Esperó una respuesta a la vez que intentaba ver mi reflejo en el plato.
– Cuando uno tiene mucho dinero, adquiere gustos raros, excéntricos -dije-. Al cabo de un tiempo, ni siquiera la comida le sabe bien a menos que se la sirvan en porcelana u oro. No es digno de alguien con tanto dinero e influencia comer en los mismos platos que la gente corriente.
– Se cae en la exageración, creo -afirmó, pero ya no parecía hablarme a mí y era su propio reflejo el que observaba en el plato-. En cierto modo está mal. Hay gustos que uno no debería permitirse porque son vulgares. Son indecentes. Van contra la naturaleza.
– Supongo, pues, que ése no es uno de los platos de Al Capone.

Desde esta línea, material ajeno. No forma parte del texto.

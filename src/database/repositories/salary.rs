use anyhow::Result;
use chrono::Utc;
use sqlx::types::Json;
use sqlx::PgPool;
use uuid::Uuid;

use crate::database::models::{
    NurseSalary, NurseSalaryInput, NurseSalaryPatch, SalaryBreakdown, SalaryQuery, YearMonth,
};

const SALARY_COLUMNS: &str = "id, user_id, nurse_id, year_month, total_amount, distance_pay, \
     time_pay, vital_pay, total_distance_km, total_minutes, total_vital_count, \
     calculation_details, calculated_at, created_at, updated_at";

/// Owns the `nurse_salaries` table: at most one row per (nurse_id, year_month),
/// enforced by the unique index and written through a single ON CONFLICT path.
#[derive(Clone)]
pub struct SalaryRepository {
    pool: PgPool,
}

impl SalaryRepository {
    pub fn new(pool: PgPool) -> Self {
        Self { pool }
    }

    /// Insert-or-overwrite for the calculate-and-save flow. Concurrent calls
    /// for the same (nurse, month) resolve at the storage layer as
    /// last-write-wins; `created_at` survives, everything else is replaced.
    pub async fn upsert(&self, breakdown: &SalaryBreakdown) -> Result<NurseSalary> {
        let now = Utc::now();
        let sql = format!(
            r#"
            INSERT INTO nurse_salaries (user_id, nurse_id, year_month, total_amount, distance_pay,
                time_pay, vital_pay, total_distance_km, total_minutes, total_vital_count,
                calculation_details, calculated_at, created_at, updated_at)
            VALUES ($1, $2, $3, $4, $5, $6, $7, $8, $9, $10, $11, $12, $13, $13)
            ON CONFLICT (nurse_id, year_month) DO UPDATE
            SET user_id = EXCLUDED.user_id,
                total_amount = EXCLUDED.total_amount,
                distance_pay = EXCLUDED.distance_pay,
                time_pay = EXCLUDED.time_pay,
                vital_pay = EXCLUDED.vital_pay,
                total_distance_km = EXCLUDED.total_distance_km,
                total_minutes = EXCLUDED.total_minutes,
                total_vital_count = EXCLUDED.total_vital_count,
                calculation_details = EXCLUDED.calculation_details,
                calculated_at = EXCLUDED.calculated_at,
                updated_at = EXCLUDED.updated_at
            RETURNING {SALARY_COLUMNS}
            "#
        );

        let salary = sqlx::query_as::<_, NurseSalary>(&sql)
            .bind(breakdown.user_id)
            .bind(&breakdown.nurse_id)
            .bind(breakdown.year_month)
            .bind(breakdown.total_amount)
            .bind(breakdown.distance_pay)
            .bind(breakdown.time_pay)
            .bind(breakdown.vital_pay)
            .bind(breakdown.total_distance_km)
            .bind(breakdown.total_minutes)
            .bind(breakdown.total_vital_count)
            .bind(Json(&breakdown.calculation_details))
            .bind(breakdown.calculated_at)
            .bind(now)
            .fetch_one(&self.pool)
            .await?;

        Ok(salary)
    }

    /// Plain insert for administrative corrections; a duplicate
    /// (nurse_id, year_month) surfaces as a unique violation.
    pub async fn insert(&self, input: NurseSalaryInput) -> Result<NurseSalary> {
        let now = Utc::now();
        let sql = format!(
            r#"
            INSERT INTO nurse_salaries (user_id, nurse_id, year_month, total_amount, distance_pay,
                time_pay, vital_pay, total_distance_km, total_minutes, total_vital_count,
                calculation_details, calculated_at, created_at, updated_at)
            VALUES ($1, $2, $3, $4, $5, $6, $7, $8, $9, $10, $11, $12, $13, $13)
            RETURNING {SALARY_COLUMNS}
            "#
        );

        let salary = sqlx::query_as::<_, NurseSalary>(&sql)
            .bind(input.user_id)
            .bind(&input.nurse_id)
            .bind(input.year_month)
            .bind(input.total_amount)
            .bind(input.distance_pay)
            .bind(input.time_pay)
            .bind(input.vital_pay)
            .bind(input.total_distance_km)
            .bind(input.total_minutes)
            .bind(input.total_vital_count)
            .bind(Json(&input.calculation_details))
            .bind(now)
            .bind(now)
            .fetch_one(&self.pool)
            .await?;

        Ok(salary)
    }

    pub async fn find_by_nurse_month(
        &self,
        nurse_id: &str,
        year_month: YearMonth,
    ) -> Result<Option<NurseSalary>> {
        let sql = format!(
            "SELECT {SALARY_COLUMNS} FROM nurse_salaries WHERE nurse_id = $1 AND year_month = $2"
        );

        let salary = sqlx::query_as::<_, NurseSalary>(&sql)
            .bind(nurse_id)
            .bind(year_month)
            .fetch_optional(&self.pool)
            .await?;

        Ok(salary)
    }

    pub async fn find_by_id(&self, id: Uuid) -> Result<Option<NurseSalary>> {
        let sql = format!("SELECT {SALARY_COLUMNS} FROM nurse_salaries WHERE id = $1");

        let salary = sqlx::query_as::<_, NurseSalary>(&sql)
            .bind(id)
            .fetch_optional(&self.pool)
            .await?;

        Ok(salary)
    }

    pub async fn list(&self, query: SalaryQuery) -> Result<Vec<NurseSalary>> {
        let sql = format!(
            r#"
            SELECT {SALARY_COLUMNS}
            FROM nurse_salaries
            WHERE ($1::UUID IS NULL OR user_id = $1)
              AND ($2::TEXT IS NULL OR nurse_id = $2)
              AND ($3::TEXT IS NULL OR year_month = $3)
            ORDER BY year_month DESC, nurse_id
            "#
        );

        let salaries = sqlx::query_as::<_, NurseSalary>(&sql)
            .bind(query.user_id)
            .bind(query.nurse_id)
            .bind(query.year_month)
            .fetch_all(&self.pool)
            .await?;

        Ok(salaries)
    }

    /// Applies an explicit patch; absent fields keep their stored value.
    /// `total_amount` is taken from the patch as given, manual corrections are
    /// trusted to foot their own breakdown.
    pub async fn update(&self, id: Uuid, patch: NurseSalaryPatch) -> Result<Option<NurseSalary>> {
        let now = Utc::now();
        let sql = format!(
            r#"
            UPDATE nurse_salaries
            SET total_amount = COALESCE($1, total_amount),
                distance_pay = COALESCE($2, distance_pay),
                time_pay = COALESCE($3, time_pay),
                vital_pay = COALESCE($4, vital_pay),
                total_distance_km = COALESCE($5, total_distance_km),
                total_minutes = COALESCE($6, total_minutes),
                total_vital_count = COALESCE($7, total_vital_count),
                calculation_details = COALESCE($8, calculation_details),
                updated_at = $9
            WHERE id = $10
            RETURNING {SALARY_COLUMNS}
            "#
        );

        let salary = sqlx::query_as::<_, NurseSalary>(&sql)
            .bind(patch.total_amount)
            .bind(patch.distance_pay)
            .bind(patch.time_pay)
            .bind(patch.vital_pay)
            .bind(patch.total_distance_km)
            .bind(patch.total_minutes)
            .bind(patch.total_vital_count)
            .bind(patch.calculation_details.as_ref().map(Json))
            .bind(now)
            .bind(id)
            .fetch_optional(&self.pool)
            .await?;

        Ok(salary)
    }

    pub async fn delete(&self, id: Uuid) -> Result<bool> {
        let result = sqlx::query("DELETE FROM nurse_salaries WHERE id = $1")
            .bind(id)
            .execute(&self.pool)
            .await?;

        Ok(result.rows_affected() > 0)
    }
}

– No, me lo regaló mi hijo en mi último cumpleaños. Se lo conté y encargó el plato.
– Quizá no captó la esencia de la historia -dije.
El cansancio se dibujaba en su rostro. Era el rostro de un hombre que no dormía bien desde hacía tiempo.
– En cuanto a ese muchacho asesinado, ¿piensa que mi hijo ha tenido algo que ver?, ¿piensa que esto ha sido obra suya? -preguntó por fin, y volvió a situarse frente a mí, con la vista clavada en algo lejano. No seguí su mirada para averiguar en qué se fijaba.
– No lo sé. Pero, por lo visto, el FBI sí lo cree.
Esbozó una sonrisa vacía y cruel que por un instante me recordó la de Bobby Sciorra.
– Y su interés en esto es la chica, ¿no?
Me sorprendí, aunque no tenía por qué. Como mínimo para Bobby Sciorra, el pasado de Barton debía de ser sobradamente conocido, y con toda seguridad había circulado deprisa en cuanto se descubrió el cadáver. Pensé que mi visita a Pete Hayes quizá también hubiese contribuido. Ignoraba si el viejo sabría mucho o no, pero su siguiente pregunta lo dejó claro: no mucho.
– ¿Para quién trabaja?
– No puedo decirlo.
– Podemos averiguarlo. Al viejo del gimnasio le sacamos bastante información.
Así que había sido eso. Hice un leve gesto de indiferencia. De nuevo permaneció en silencio por un rato.
– ¿Cree que mi hijo ha matado a la chica?
– ¿La ha matado? -pregunté.
Don Ferrera volvió la cabeza hacia mí y aguzó sus ojos legañosos.
– Cuentan de un hombre que cree que su mujer le pone los cuernos. Acude a un amigo, un viejo amigo de confianza, y le dice: «Creo que mi mujer me engaña pero no sé con quién. La he observado pero no puedo averiguar la identidad del hombre. ¿Qué hago?».